_WORK REQUEST_
Please give back word for word the lines below, from the first one through the one with "pub const DURATION_RANGE: RangeInclusive<u32>".

_PROVIDED ENTRIES_
******************************
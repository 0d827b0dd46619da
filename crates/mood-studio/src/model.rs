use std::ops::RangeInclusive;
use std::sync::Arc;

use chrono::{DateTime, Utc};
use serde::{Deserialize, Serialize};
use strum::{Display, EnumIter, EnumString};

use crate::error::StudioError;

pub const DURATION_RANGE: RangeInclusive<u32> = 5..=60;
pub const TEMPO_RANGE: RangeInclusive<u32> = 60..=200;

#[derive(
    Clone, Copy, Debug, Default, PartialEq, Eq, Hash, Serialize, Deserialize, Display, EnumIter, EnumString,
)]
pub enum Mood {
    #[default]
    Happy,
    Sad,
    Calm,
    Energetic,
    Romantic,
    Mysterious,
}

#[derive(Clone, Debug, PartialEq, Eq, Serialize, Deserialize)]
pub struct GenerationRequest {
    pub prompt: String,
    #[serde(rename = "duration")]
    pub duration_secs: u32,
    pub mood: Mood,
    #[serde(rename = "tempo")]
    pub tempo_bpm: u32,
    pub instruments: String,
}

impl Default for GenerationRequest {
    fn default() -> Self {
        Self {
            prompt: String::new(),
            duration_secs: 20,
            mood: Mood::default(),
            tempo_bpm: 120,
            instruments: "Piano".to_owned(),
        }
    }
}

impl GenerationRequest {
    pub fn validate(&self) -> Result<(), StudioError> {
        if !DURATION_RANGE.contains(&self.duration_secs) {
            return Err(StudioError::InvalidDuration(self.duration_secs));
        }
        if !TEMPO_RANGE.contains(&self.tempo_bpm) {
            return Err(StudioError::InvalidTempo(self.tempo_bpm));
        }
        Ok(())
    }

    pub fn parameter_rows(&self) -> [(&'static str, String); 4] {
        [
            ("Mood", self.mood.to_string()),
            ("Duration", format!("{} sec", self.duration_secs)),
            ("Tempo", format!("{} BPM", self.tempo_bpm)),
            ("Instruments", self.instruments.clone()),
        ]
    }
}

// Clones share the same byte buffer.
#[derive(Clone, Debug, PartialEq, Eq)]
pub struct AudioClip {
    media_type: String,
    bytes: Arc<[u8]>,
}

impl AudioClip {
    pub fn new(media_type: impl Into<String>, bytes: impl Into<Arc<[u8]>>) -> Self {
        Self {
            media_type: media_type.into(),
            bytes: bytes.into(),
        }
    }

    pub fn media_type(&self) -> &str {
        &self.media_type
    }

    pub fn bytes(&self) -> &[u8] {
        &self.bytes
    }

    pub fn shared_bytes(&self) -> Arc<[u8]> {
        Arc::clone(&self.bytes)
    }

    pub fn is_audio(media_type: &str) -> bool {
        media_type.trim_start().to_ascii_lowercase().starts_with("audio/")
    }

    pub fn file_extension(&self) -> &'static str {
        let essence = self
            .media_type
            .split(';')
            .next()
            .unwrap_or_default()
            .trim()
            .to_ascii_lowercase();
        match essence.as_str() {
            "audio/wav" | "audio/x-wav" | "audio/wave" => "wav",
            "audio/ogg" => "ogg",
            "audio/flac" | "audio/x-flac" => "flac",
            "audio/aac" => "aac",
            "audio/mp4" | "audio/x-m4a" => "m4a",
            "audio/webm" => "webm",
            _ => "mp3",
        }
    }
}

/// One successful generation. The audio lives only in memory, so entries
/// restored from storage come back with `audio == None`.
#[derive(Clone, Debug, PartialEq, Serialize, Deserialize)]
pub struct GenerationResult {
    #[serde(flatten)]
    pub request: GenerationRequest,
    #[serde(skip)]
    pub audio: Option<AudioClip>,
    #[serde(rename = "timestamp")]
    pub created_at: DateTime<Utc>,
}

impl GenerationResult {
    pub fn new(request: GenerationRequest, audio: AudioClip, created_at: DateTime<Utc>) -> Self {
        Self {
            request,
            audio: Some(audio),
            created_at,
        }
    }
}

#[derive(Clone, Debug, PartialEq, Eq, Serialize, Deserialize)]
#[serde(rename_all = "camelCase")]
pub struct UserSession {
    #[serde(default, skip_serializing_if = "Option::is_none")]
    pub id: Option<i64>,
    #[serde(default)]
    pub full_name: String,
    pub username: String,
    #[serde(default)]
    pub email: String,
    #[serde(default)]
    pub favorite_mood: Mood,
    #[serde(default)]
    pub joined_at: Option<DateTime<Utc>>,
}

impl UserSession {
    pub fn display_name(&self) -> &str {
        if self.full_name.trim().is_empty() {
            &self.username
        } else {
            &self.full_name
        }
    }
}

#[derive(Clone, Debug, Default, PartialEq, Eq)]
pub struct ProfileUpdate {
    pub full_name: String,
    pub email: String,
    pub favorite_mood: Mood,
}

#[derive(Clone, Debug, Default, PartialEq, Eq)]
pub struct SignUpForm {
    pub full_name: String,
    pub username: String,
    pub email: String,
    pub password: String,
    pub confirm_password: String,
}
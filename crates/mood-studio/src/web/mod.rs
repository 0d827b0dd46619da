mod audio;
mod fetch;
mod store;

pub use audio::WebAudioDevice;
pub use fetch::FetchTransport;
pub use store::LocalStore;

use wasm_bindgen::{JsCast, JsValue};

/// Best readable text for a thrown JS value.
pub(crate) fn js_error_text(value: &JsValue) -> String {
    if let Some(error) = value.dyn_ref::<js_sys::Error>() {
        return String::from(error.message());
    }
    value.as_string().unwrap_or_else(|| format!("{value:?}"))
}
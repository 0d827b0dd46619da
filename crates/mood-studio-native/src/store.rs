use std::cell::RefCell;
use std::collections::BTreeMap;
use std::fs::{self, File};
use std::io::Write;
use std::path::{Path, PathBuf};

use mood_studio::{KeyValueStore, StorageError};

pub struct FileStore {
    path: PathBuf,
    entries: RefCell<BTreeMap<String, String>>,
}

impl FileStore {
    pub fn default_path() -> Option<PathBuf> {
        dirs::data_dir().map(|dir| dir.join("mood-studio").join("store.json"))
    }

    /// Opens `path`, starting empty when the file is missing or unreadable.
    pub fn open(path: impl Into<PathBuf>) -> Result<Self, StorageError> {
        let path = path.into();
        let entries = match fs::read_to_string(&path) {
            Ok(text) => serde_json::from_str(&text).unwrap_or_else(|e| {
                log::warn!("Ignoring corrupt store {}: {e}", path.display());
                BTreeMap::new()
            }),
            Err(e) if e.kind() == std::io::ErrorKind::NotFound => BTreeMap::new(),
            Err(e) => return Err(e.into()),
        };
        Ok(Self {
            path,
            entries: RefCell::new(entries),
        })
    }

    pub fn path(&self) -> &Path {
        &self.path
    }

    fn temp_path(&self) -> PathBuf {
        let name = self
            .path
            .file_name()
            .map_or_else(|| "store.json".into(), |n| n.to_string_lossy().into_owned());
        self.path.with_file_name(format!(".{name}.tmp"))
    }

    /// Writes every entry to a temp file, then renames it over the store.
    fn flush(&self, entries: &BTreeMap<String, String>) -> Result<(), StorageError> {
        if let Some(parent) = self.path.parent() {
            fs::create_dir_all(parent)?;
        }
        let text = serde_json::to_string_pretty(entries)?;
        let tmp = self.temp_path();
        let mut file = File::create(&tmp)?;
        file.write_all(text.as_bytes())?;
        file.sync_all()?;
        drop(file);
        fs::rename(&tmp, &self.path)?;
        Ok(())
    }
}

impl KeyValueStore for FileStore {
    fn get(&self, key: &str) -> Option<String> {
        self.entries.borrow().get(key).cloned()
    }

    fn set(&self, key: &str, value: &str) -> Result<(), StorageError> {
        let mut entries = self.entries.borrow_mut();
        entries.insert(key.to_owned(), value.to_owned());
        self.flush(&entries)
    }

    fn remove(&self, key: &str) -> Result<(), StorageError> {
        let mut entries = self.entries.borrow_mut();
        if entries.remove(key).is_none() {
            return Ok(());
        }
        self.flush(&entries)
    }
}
******************************
_RESULT BELOW_
repository 0d827b0dd46619da
filename crates/mood-studio/src/model.rs
use std::ops::RangeInclusive;
use std::sync::Arc;

use chrono::{DateTime, Utc};
use serde::{Deserialize, Serialize};
use strum::{Display, EnumIter, EnumString};

use crate::error::StudioError;

pub const DURATION_RANGE: RangeInclusive<u32> = 5..=60;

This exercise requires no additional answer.